If you had taken the same poll five weeks before the Madoff scandal hit, you’d have had a different histogram, I think.
It’s entirely possible, and imminently reasonable, to suggest that operational risks HAVE NOT CHANGED ONE WHIT. After all, Madoff and all of the other scandals have been ongoing for years before surfacing. The risks have always been there, only the PERCEPTION has changed. That 1% holdout (not me, FYI, I wasn’t surveyed and shouldn’t have been) probably recognizes that. You know as well as I that in any industry, just as in the general public, we go from fad to fad and from this year’s important subject to that year’s important subject, and the basis of what’s really important doesn’t change.
Thanks for your comment.
Perhaps it is semantics here: I was not suggesting that the 1%, or one individual, felt DD was NOT important. I was stressing (a bit tongue in cheek) that there is one person out there who apparently feels it isn’t MORE important in the post-Madoff, etc. etc. world.

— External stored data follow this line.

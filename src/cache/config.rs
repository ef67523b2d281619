//! Feed cache configuration.

use std::num::NonZeroUsize;

use serde::Deserialize;

pub const DEFAULT_NAMESPACE: &str = "postdown_markdown_feed";
const DEFAULT_CAPACITY: usize = 64;

#[derive(Debug, Clone, PartialEq, Eq, Deserialize)]
#[serde(default)]
pub struct CacheConfig {
    /// Namespace every feed entry is stored under; swept as a whole on invalidation.
    pub namespace: String,
    /// Maximum entries kept by the in-memory store before LRU eviction.
    pub capacity: usize,
}

impl Default for CacheConfig {
    fn default() -> Self {
        Self {
            namespace: DEFAULT_NAMESPACE.to_string(),
            capacity: DEFAULT_CAPACITY,
        }
    }
}

impl From<&crate::config::CacheSettings> for CacheConfig {
    fn from(settings: &crate::config::CacheSettings) -> Self {
        Self {
            namespace: settings.namespace.clone(),
            capacity: settings.capacity,
        }
    }
}

impl CacheConfig {
    /// Capacity as `NonZeroUsize`, clamping to 1 if zero.
    pub fn capacity_non_zero(&self) -> NonZeroUsize {
        NonZeroUsize::new(self.capacity).unwrap_or(NonZeroUsize::MIN)
    }
}
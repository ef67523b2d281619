//! Shared domain enumerations.

use std::{fmt, str::FromStr};

use serde::{Deserialize, Serialize};

use super::error::DomainError;

#[derive(Debug, Clone, Copy, PartialEq, Eq, Default, Serialize, Deserialize)]
#[serde(rename_all = "snake_case")]
pub enum ResourceStatus {
    Draft,
    #[default]
    Published,
}

impl ResourceStatus {
    pub fn as_str(self) -> &'static str {
        match self {
            ResourceStatus::Draft => "draft",
            ResourceStatus::Published => "published",
        }
    }
}

#[derive(Debug, Clone, Copy, PartialEq, Eq, Default, Serialize, Deserialize)]
#[serde(rename_all = "snake_case")]
pub enum CommentStatus {
    Pending,
    #[default]
    Approved,
    Spam,
    Trash,
}

impl CommentStatus {
    pub fn as_str(self) -> &'static str {
        match self {
            CommentStatus::Pending => "pending",
            CommentStatus::Approved => "approved",
            CommentStatus::Spam => "spam",
            CommentStatus::Trash => "trash",
        }
    }

    /// Only approved comments are ever shown to readers.
    pub fn is_visible(self) -> bool {
        self == CommentStatus::Approved
    }
}

impl fmt::Display for CommentStatus {
    fn fmt(&self, f: &mut fmt::Formatter<'_>) -> fmt::Result {
        f.write_str(self.as_str())
    }
}

impl FromStr for CommentStatus {
    type Err = DomainError;

    fn from_str(value: &str) -> Result<Self, Self::Err> {
        match value.trim().to_ascii_lowercase().as_str() {
            "pending" | "hold" => Ok(CommentStatus::Pending),
            "approved" | "approve" => Ok(CommentStatus::Approved),
            "spam" => Ok(CommentStatus::Spam),
            "trash" => Ok(CommentStatus::Trash),
            other => Err(DomainError::validation(format!(
                "unknown comment status `{other}`"
            ))),
        }
    }
}
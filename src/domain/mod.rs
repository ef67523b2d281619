//! Domain layer types and invariants.

pub mod entities;
pub mod error;
pub mod slug;
pub mod types;
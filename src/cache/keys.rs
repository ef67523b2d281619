//! Cache key derivation.

use std::fmt;

use sha2::{Digest, Sha256};

use crate::application::feed::FeedConfiguration;

/// SHA-256 digest identifying one feed configuration.
///
/// Resource types are hashed in sorted order without duplicates, so two
/// configurations with equal fields always share a fingerprint.
#[derive(Debug, Clone, PartialEq, Eq, Hash)]
pub struct FeedFingerprint(String);

impl FeedFingerprint {
    pub fn of(config: &FeedConfiguration) -> Self {
        let mut hasher = Sha256::new();
        hasher.update(b"resource_types=");
        for resource_type in &config.resource_types {
            hasher.update(resource_type.as_bytes());
            hasher.update([0u8]);
        }
        hasher.update(
            format!(
                ";max_posts={};include_comments={};include_excerpt={};cache_duration_ns={}",
                config.max_posts,
                config.include_comments,
                config.include_excerpt,
                config.cache_duration.as_nanos()
            )
            .as_bytes(),
        );
        Self(hex::encode(hasher.finalize()))
    }

    pub fn as_str(&self) -> &str {
        &self.0
    }
}

impl fmt::Display for FeedFingerprint {
    fn fmt(&self, f: &mut fmt::Formatter<'_>) -> fmt::Result {
        f.write_str(&self.0)
    }
}

/// Storage key of `key` inside `namespace`.
pub fn namespaced_key(namespace: &str, key: &str) -> String {
    format!("{namespace}:{key}")
}

/// Prefix shared by every key of `namespace`.
pub(crate) fn namespace_prefix(namespace: &str) -> String {
    format!("{namespace}:")
}
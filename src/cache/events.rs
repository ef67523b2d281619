//! Content mutations that may affect cached feeds.

use uuid::Uuid;

use crate::application::feed::FeedConfiguration;

#[derive(Debug, Clone, PartialEq, Eq)]
pub enum MutationEvent {
    /// A resource was created or updated. `previous_type` is set on updates.
    ResourceSaved {
        resource_id: Uuid,
        resource_type: String,
        previous_type: Option<String>,
    },
    ResourceDeleted {
        resource_id: Uuid,
        resource_type: String,
    },
    CommentPosted {
        comment_id: Uuid,
        resource_id: Uuid,
    },
    CommentEdited {
        comment_id: Uuid,
        resource_id: Uuid,
    },
    CommentDeleted {
        comment_id: Uuid,
        resource_id: Uuid,
    },
    /// Moderation moved a comment between pending, approved, spam or trash.
    CommentStatusChanged {
        comment_id: Uuid,
        resource_id: Uuid,
    },
    /// Only the categories or tags of a resource changed.
    ResourceTermsChanged { resource_id: Uuid },
}

impl MutationEvent {
    pub fn kind(&self) -> &'static str {
        match self {
            MutationEvent::ResourceSaved { .. } => "resource_saved",
            MutationEvent::ResourceDeleted { .. } => "resource_deleted",
            MutationEvent::CommentPosted { .. } => "comment_posted",
            MutationEvent::CommentEdited { .. } => "comment_edited",
            MutationEvent::CommentDeleted { .. } => "comment_deleted",
            MutationEvent::CommentStatusChanged { .. } => "comment_status_changed",
            MutationEvent::ResourceTermsChanged { .. } => "resource_terms_changed",
        }
    }

    /// Whether a feed built from `config` can show what this event changed.
    ///
    /// Term-only edits never qualify even though the feed prints terms.
    pub fn affects_feed(&self, config: &FeedConfiguration) -> bool {
        match self {
            MutationEvent::ResourceSaved {
                resource_type,
                previous_type,
                ..
            } => {
                config.resource_types.contains(resource_type)
                    || previous_type
                        .as_ref()
                        .is_some_and(|old| config.resource_types.contains(old))
            }
            MutationEvent::ResourceDeleted { resource_type, .. } => {
                config.resource_types.contains(resource_type)
            }
            MutationEvent::CommentPosted { .. }
            | MutationEvent::CommentEdited { .. }
            | MutationEvent::CommentDeleted { .. }
            | MutationEvent::CommentStatusChanged { .. } => config.include_comments,
            MutationEvent::ResourceTermsChanged { .. } => false,
        }
    }
}

#[cfg(test)]
mod tests {
    use super::*;

    fn saved(resource_type: &str) -> MutationEvent {
        MutationEvent::ResourceSaved {
            resource_id: Uuid::nil(),
            resource_type: resource_type.to_string(),
            previous_type: None,
        }
    }

    fn comment() -> MutationEvent {
        MutationEvent::CommentPosted {
            comment_id: Uuid::nil(),
            resource_id: Uuid::nil(),
        }
    }

    #[test]
    fn resource_events_follow_feed_types() {
        let config = FeedConfiguration::default();
        assert!(saved("post").affects_feed(&config));
        assert!(!saved("page").affects_feed(&config));
    }

    #[test]
    fn retyped_resources_count_for_either_type() {
        let config = FeedConfiguration::default();
        let moved_out = MutationEvent::ResourceSaved {
            resource_id: Uuid::nil(),
            resource_type: "page".to_string(),
            previous_type: Some("post".to_string()),
        };
        let stayed_out = MutationEvent::ResourceSaved {
            resource_id: Uuid::nil(),
            resource_type: "page".to_string(),
            previous_type: Some("attachment".to_string()),
        };
        assert!(moved_out.affects_feed(&config));
        assert!(!stayed_out.affects_feed(&config));
    }

    #[test]
    fn comment_events_require_comments_in_feed() {
        let mut config = FeedConfiguration::default();
        assert!(!comment().affects_feed(&config));
        config.include_comments = true;
        assert!(comment().affects_feed(&config));
    }

    #[test]
    fn term_changes_never_affect_feed() {
        let config = FeedConfiguration {
            include_comments: true,
            ..Default::default()
        };
        let event = MutationEvent::ResourceTermsChanged {
            resource_id: Uuid::nil(),
        };
        assert!(!event.affects_feed(&config));
    }
}
pub mod application;
pub mod cache;
pub mod config;
pub mod domain;
pub mod infra;
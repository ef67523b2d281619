//! TOML content archive that seeds the in-memory store.
//!
//! ```toml
//! [site]
//! name = "My Blog"
//!
//! [[resources]]
//! slug = "hello-world"
//! title = "Hello world!"
//! published_at = "2024-01-01T00:00:00Z"
//! body = "<p>Welcome.</p>"
//!
//! [[comments]]
//! resource = "hello-world"
//! author = "A commenter"
//! created_at = "2024-01-02T00:00:00Z"
//! body = "<p>Hi!</p>"
//! ```
//!
//! Timestamps are RFC 3339 strings. Comments reference resources by slug.

use std::collections::HashMap;
use std::{fs, io, path::Path};

use serde::Deserialize;
use time::OffsetDateTime;
use tracing::{info, warn};
use uuid::Uuid;

use crate::application::error::AppError;
use crate::domain::entities::{
    CommentRecord, DEFAULT_RESOURCE_TYPE, ResourceRecord, SiteSettingsRecord,
};
use crate::domain::error::DomainError;
use crate::domain::slug::validate_slug;
use crate::domain::types::{CommentStatus, ResourceStatus};
use crate::infra::error::InfraError;
use crate::infra::memory::MemoryContentStore;

#[derive(Debug, Deserialize)]
#[serde(deny_unknown_fields)]
pub struct ContentArchive {
    #[serde(default)]
    site: Option<SiteSnapshot>,
    #[serde(default)]
    resources: Vec<ResourceSnapshot>,
    #[serde(default)]
    comments: Vec<CommentSnapshot>,
}

#[derive(Debug, Default, Deserialize)]
#[serde(deny_unknown_fields)]
struct SiteSnapshot {
    name: Option<String>,
    description: Option<String>,
    url: Option<String>,
    charset: Option<String>,
}

#[derive(Debug, Deserialize)]
#[serde(deny_unknown_fields)]
struct ResourceSnapshot {
    id: Option<Uuid>,
    slug: String,
    title: String,
    #[serde(default)]
    body: String,
    excerpt: Option<String>,
    #[serde(default = "default_author")]
    author: String,
    #[serde(with = "time::serde::rfc3339")]
    published_at: OffsetDateTime,
    #[serde(default = "default_resource_type", rename = "type")]
    resource_type: String,
    #[serde(default)]
    status: ResourceStatus,
    #[serde(default)]
    categories: Vec<String>,
    #[serde(default)]
    tags: Vec<String>,
}

#[derive(Debug, Deserialize)]
#[serde(deny_unknown_fields)]
struct CommentSnapshot {
    id: Option<Uuid>,
    resource: String,
    author: String,
    #[serde(default)]
    body: String,
    #[serde(with = "time::serde::rfc3339")]
    created_at: OffsetDateTime,
    #[serde(default)]
    status: CommentStatus,
}

fn default_author() -> String {
    "admin".to_string()
}

fn default_resource_type() -> String {
    DEFAULT_RESOURCE_TYPE.to_string()
}

/// Counts of records loaded from an archive.
#[derive(Debug, Clone, Copy, Default, PartialEq, Eq)]
pub struct ArchiveSummary {
    pub resources: usize,
    pub comments: usize,
}

impl ContentArchive {
    pub fn parse(text: &str, origin: &str) -> Result<Self, AppError> {
        toml::from_str(text)
            .map_err(|err| AppError::from(InfraError::archive(origin, err.to_string())))
    }

    /// Site settings from `base` with any `[site]` values of the archive applied.
    pub fn site_settings(&self, base: SiteSettingsRecord) -> SiteSettingsRecord {
        let Some(site) = &self.site else {
            return base;
        };
        SiteSettingsRecord {
            name: site.name.clone().unwrap_or(base.name),
            description: site.description.clone().unwrap_or(base.description),
            public_site_url: site.url.clone().unwrap_or(base.public_site_url),
            charset: site.charset.clone().unwrap_or(base.charset),
        }
    }

    /// Validate every record and resolve comment references.
    pub fn into_records(self) -> Result<(Vec<ResourceRecord>, Vec<CommentRecord>), AppError> {
        let mut ids_by_slug: HashMap<String, Uuid> = HashMap::new();
        let mut resources = Vec::with_capacity(self.resources.len());

        for snapshot in self.resources {
            validate_slug(&snapshot.slug)?;
            if ids_by_slug.contains_key(&snapshot.slug) {
                return Err(DomainError::invalid(
                    "resource",
                    format!("slug `{}` appears more than once", snapshot.slug),
                )
                .into());
            }

            let id = snapshot.id.unwrap_or_else(Uuid::new_v4);
            ids_by_slug.insert(snapshot.slug.clone(), id);
            resources.push(ResourceRecord {
                id,
                slug: snapshot.slug,
                title: snapshot.title,
                body_html: snapshot.body,
                excerpt_html: snapshot.excerpt,
                author: snapshot.author,
                published_at: snapshot.published_at,
                resource_type: snapshot.resource_type,
                status: snapshot.status,
                categories: snapshot.categories,
                tags: snapshot.tags,
            });
        }

        let mut comments = Vec::with_capacity(self.comments.len());
        for snapshot in self.comments {
            let resource_id = ids_by_slug
                .get(&snapshot.resource)
                .copied()
                .ok_or_else(|| DomainError::not_found("resource", snapshot.resource.clone()))?;
            comments.push(CommentRecord {
                id: snapshot.id.unwrap_or_else(Uuid::new_v4),
                resource_id,
                author: snapshot.author,
                body_html: snapshot.body,
                created_at: snapshot.created_at,
                status: snapshot.status,
            });
        }

        Ok((resources, comments))
    }
}

/// Seed `store` from the archive at `path`.
///
/// A missing archive is not an error: the store keeps `base_site` and no content.
pub fn load_into(
    store: &MemoryContentStore,
    path: &Path,
    base_site: SiteSettingsRecord,
) -> Result<ArchiveSummary, AppError> {
    let origin = path.display().to_string();
    let text = match fs::read_to_string(path) {
        Ok(text) => text,
        Err(err) if err.kind() == io::ErrorKind::NotFound => {
            warn!(
                target = "postdown::archive",
                path = %origin,
                "Content archive not found; starting with an empty store"
            );
            store.set_site_settings(base_site);
            return Ok(ArchiveSummary::default());
        }
        Err(err) => return Err(InfraError::Io(err).into()),
    };

    let archive = ContentArchive::parse(&text, &origin)?;
    store.set_site_settings(archive.site_settings(base_site));

    let (resources, comments) = archive.into_records()?;
    let summary = ArchiveSummary {
        resources: resources.len(),
        comments: comments.len(),
    };
    for resource in resources {
        store.insert_resource(resource);
    }
    for comment in comments {
        store.insert_comment(comment);
    }

    info!(
        target = "postdown::archive",
        path = %origin,
        resources = summary.resources,
        comments = summary.comments,
        "Content archive loaded"
    );
    Ok(summary)
}
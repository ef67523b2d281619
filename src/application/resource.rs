//! Single-resource Markdown documents.

use std::sync::Arc;

use tracing::debug;

use crate::application::render::{ContentConverter, RenderError, document};
use crate::application::repos::{CommentsRepo, ResourcesRepo, SettingsRepo};
use crate::domain::entities::ResourceRecord;

/// Renders one resource, optionally followed by its comment thread.
///
/// Output is built fresh on every call; the feed cache is never consulted.
#[derive(Clone)]
pub struct ResourceRenderer {
    resources: Arc<dyn ResourcesRepo>,
    comments: Arc<dyn CommentsRepo>,
    site: Arc<dyn SettingsRepo>,
    converter: ContentConverter,
}

impl ResourceRenderer {
    pub fn new(
        resources: Arc<dyn ResourcesRepo>,
        comments: Arc<dyn CommentsRepo>,
        site: Arc<dyn SettingsRepo>,
        converter: ContentConverter,
    ) -> Self {
        Self {
            resources,
            comments,
            site,
            converter,
        }
    }

    pub async fn find(&self, slug: &str) -> Result<Option<ResourceRecord>, RenderError> {
        Ok(self.resources.find_by_slug(slug).await?)
    }

    pub async fn render_resource(&self, resource: &ResourceRecord) -> Result<String, RenderError> {
        let site = self.site.load_site_settings().await?;
        let out = document::resource_document(resource, &site, &self.converter)?;
        Ok(finish(out))
    }

    pub async fn render_resource_with_comments(
        &self,
        resource: &ResourceRecord,
    ) -> Result<String, RenderError> {
        let site = self.site.load_site_settings().await?;
        let mut out = document::resource_document(resource, &site, &self.converter)?;

        out.push_str("## Comments\n\n");
        let comments = self.comments.list_approved(resource.id).await?;
        debug!(
            target = "postdown::render::resource",
            slug = %resource.slug,
            comments = comments.len(),
            "Rendering comment thread"
        );

        if comments.is_empty() {
            out.push_str(document::NO_COMMENTS);
        }
        for comment in &comments {
            out.push_str(&document::comment_entry(comment, &self.converter)?);
            out.push_str(&format!("\n\n{}\n\n", document::SEPARATOR));
        }

        Ok(finish(out))
    }
}

fn finish(out: String) -> String {
    let mut out = out.trim_end().to_string();
    out.push('\n');
    out
}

In other words, there really should be 100% agreement that more DD is now he norm.
Maybe it is just semantics, but words have meaning and those meanings are important. Your statement that “there really should be 100% agreement that more DD is now [t]he norm” is a different animal, a different question than the first one asked in the survey.
The world didn’t change because Madoff was exposed. To imply that DD is magically more important now is to imply that DD was magically LESS important two years ago, when Madoff was happily ripping off institutional investors and committing affinity fraud. Try telling a former Madoff investor that DD was less important earlier, back when they were deciding to put their money with Bernie, than it is today. I think our 1% on question one just had long-term perspective.
Back to “there really should be 100% agreement that more DD is now [t]he norm” for a moment, it’s clear that we live in a world where opinion is ruled by fads and by the 24/7 news cycle. Certainly there will be much wailing and gnashing of teeth about ops DD and liquidity and transparency for at least the next several months. But when times are good again, the mass of investors will once more trade liquidity, transparency, and due diligence for a smooth return, a met funding objective, and a reported Sharpe ratio well above 1.00.
And guess what: DD won’t be any less important then, just because it isn’t on everybody’s minds anymore.